> _Listed entries_:
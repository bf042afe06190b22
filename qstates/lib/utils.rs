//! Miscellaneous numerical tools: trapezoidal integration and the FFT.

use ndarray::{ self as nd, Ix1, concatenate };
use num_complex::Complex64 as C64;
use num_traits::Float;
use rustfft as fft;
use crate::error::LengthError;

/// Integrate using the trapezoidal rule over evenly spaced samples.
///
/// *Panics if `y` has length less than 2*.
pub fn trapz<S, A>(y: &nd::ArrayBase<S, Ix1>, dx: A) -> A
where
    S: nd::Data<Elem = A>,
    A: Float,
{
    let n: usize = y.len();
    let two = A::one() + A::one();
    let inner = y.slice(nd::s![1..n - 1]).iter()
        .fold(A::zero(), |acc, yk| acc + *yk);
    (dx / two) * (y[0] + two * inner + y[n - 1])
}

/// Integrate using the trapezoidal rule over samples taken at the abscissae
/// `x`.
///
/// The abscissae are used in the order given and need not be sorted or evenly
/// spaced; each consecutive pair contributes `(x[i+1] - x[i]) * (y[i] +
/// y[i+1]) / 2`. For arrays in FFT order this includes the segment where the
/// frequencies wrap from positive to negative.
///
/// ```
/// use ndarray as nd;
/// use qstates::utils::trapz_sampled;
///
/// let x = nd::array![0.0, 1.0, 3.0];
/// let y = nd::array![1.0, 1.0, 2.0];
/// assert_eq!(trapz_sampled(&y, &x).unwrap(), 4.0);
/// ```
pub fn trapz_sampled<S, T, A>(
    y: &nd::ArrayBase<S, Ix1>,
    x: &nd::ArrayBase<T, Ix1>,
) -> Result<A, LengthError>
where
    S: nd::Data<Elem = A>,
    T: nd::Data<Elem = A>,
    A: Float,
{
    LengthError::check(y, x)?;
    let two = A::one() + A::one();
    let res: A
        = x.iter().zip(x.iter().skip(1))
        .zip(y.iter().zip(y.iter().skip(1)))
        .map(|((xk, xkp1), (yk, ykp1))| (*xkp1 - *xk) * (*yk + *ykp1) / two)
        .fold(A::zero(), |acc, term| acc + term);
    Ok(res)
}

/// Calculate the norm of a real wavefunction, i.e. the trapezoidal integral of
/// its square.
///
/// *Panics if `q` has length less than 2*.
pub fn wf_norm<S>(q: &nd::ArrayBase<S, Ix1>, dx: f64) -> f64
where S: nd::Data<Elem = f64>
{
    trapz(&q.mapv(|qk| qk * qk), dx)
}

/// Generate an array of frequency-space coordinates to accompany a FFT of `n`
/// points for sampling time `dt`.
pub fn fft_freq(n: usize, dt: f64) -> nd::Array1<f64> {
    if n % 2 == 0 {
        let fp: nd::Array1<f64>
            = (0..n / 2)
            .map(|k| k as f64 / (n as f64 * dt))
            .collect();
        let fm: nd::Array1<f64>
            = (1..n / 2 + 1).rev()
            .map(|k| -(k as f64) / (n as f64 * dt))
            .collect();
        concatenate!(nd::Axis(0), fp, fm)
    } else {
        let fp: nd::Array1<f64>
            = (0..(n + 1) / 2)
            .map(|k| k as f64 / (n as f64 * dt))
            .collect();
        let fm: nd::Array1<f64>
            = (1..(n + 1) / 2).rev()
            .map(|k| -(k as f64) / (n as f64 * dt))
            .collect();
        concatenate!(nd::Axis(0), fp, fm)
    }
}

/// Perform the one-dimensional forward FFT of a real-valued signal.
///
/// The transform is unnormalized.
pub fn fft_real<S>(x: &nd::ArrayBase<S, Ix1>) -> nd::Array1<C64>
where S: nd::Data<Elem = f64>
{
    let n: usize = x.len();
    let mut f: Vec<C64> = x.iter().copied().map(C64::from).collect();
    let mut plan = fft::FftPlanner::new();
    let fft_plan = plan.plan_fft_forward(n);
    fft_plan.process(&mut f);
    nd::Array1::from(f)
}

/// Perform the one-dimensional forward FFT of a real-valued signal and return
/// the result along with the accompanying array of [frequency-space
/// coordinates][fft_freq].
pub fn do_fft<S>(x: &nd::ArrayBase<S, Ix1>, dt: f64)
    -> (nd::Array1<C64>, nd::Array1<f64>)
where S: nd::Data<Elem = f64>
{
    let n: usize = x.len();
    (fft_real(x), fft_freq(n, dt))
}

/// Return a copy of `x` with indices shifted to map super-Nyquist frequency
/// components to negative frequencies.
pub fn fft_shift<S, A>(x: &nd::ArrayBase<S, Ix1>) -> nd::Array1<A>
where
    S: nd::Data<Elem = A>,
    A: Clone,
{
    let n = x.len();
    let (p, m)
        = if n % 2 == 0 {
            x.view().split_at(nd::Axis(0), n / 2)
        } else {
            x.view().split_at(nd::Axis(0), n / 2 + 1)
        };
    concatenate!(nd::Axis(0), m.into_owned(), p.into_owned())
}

> _What the exercise asks_: What you return should be exactly the lines above, starting at the one with "filename qstates/lib/utils.rs" and ending at the one with "LengthError::check(y, x)?;", and nothing else.

> _Result of this task_:
filename qstates/lib/utils.rs
//! Miscellaneous numerical tools: trapezoidal integration and the FFT.

use ndarray::{ self as nd, Ix1, concatenate };
use num_complex::Complex64 as C64;
use num_traits::Float;
use rustfft as fft;
use crate::error::LengthError;

/// Integrate using the trapezoidal rule over evenly spaced samples.
///
/// *Panics if `y` has length less than 2*.
pub fn trapz<S, A>(y: &nd::ArrayBase<S, Ix1>, dx: A) -> A
where
    S: nd::Data<Elem = A>,
    A: Float,
{
    let n: usize = y.len();
    let two = A::one() + A::one();
    let inner = y.slice(nd::s![1..n - 1]).iter()
        .fold(A::zero(), |acc, yk| acc + *yk);
    (dx / two) * (y[0] + two * inner + y[n - 1])
}

/// Integrate using the trapezoidal rule over samples taken at the abscissae
/// `x`.
///
/// The abscissae are used in the order given and need not be sorted or evenly
/// spaced; each consecutive pair contributes `(x[i+1] - x[i]) * (y[i] +
/// y[i+1]) / 2`. For arrays in FFT order this includes the segment where the
/// frequencies wrap from positive to negative.
///
/// ```
/// use ndarray as nd;
/// use qstates::utils::trapz_sampled;
///
/// let x = nd::array![0.0, 1.0, 3.0];
/// let y = nd::array![1.0, 1.0, 2.0];
/// assert_eq!(trapz_sampled(&y, &x).unwrap(), 4.0);
/// ```
pub fn trapz_sampled<S, T, A>(
    y: &nd::ArrayBase<S, Ix1>,
    x: &nd::ArrayBase<T, Ix1>,
) -> Result<A, LengthError>
where
    S: nd::Data<Elem = A>,
    T: nd::Data<Elem = A>,
    A: Float,
{
    LengthError::check(y, x)?;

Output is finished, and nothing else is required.